**** EXTRACTED ENTRIES ****

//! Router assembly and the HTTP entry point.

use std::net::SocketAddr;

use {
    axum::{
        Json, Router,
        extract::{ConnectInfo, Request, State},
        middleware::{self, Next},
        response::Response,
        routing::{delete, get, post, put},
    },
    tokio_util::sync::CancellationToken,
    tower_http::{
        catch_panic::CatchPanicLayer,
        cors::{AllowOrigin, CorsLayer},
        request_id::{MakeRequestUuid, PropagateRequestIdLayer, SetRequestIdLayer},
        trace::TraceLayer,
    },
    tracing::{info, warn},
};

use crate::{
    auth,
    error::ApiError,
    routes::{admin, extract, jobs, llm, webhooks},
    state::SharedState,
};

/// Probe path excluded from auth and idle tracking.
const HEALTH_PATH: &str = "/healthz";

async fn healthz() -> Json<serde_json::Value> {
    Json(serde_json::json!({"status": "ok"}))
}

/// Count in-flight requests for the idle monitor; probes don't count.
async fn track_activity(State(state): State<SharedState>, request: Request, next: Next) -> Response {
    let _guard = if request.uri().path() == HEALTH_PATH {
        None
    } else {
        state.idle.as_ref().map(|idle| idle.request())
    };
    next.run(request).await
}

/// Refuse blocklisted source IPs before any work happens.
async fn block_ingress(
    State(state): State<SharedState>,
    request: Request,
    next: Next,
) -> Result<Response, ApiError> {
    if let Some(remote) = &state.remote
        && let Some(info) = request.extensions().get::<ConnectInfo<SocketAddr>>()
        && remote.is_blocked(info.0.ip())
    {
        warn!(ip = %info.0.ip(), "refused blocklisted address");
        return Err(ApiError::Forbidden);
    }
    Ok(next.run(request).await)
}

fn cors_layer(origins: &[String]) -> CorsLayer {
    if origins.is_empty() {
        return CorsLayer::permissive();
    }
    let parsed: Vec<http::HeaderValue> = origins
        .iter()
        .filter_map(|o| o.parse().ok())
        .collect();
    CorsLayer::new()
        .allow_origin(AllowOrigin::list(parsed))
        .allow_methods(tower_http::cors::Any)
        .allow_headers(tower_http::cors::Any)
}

****
**** EXTRACTED ENTRIES ****

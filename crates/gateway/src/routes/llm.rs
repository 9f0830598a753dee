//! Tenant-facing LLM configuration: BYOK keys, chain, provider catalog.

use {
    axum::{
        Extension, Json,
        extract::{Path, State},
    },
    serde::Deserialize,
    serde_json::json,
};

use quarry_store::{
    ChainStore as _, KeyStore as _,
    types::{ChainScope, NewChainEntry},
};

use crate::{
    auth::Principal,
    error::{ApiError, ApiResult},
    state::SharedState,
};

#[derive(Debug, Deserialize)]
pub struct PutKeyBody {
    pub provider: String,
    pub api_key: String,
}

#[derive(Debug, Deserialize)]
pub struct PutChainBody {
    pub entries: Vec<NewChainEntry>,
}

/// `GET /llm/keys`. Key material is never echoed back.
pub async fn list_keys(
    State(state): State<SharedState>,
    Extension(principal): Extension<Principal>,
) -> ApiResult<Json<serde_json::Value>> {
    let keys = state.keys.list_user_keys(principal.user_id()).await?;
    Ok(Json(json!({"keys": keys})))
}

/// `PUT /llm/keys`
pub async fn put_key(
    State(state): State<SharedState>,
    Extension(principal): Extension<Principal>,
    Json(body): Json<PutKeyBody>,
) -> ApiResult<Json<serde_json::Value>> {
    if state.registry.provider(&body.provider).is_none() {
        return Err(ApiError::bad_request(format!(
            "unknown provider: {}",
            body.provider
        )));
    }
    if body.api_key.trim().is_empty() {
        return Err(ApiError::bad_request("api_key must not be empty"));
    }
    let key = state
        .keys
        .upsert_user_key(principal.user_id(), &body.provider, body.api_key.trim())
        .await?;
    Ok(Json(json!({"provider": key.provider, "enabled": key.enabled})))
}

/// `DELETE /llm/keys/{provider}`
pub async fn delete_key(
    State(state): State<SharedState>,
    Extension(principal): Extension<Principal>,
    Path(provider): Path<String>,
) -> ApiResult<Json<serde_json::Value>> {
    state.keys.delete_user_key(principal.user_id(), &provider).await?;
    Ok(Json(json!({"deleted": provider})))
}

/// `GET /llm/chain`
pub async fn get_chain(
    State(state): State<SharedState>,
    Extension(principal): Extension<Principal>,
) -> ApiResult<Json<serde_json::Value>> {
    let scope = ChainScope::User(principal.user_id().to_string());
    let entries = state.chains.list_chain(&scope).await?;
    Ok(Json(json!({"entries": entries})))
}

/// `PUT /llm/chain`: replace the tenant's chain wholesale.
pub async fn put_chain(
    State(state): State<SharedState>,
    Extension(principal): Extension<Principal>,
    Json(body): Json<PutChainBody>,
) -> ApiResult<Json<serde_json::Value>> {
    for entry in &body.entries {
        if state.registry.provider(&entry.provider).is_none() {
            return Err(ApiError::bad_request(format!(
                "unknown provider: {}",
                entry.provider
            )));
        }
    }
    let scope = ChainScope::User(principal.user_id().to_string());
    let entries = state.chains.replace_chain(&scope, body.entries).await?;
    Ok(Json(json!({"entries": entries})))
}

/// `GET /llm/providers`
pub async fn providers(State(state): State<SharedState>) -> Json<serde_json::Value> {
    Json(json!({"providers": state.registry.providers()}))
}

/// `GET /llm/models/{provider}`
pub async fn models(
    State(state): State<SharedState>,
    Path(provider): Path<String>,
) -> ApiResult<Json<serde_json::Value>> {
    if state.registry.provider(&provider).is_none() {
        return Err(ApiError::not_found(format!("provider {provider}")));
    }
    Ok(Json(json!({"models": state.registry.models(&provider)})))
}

****

== WORK ITEM ==
If a line of the listing contains the word "idle", count it, then state only the total.

== WRITTEN REPLY ==
3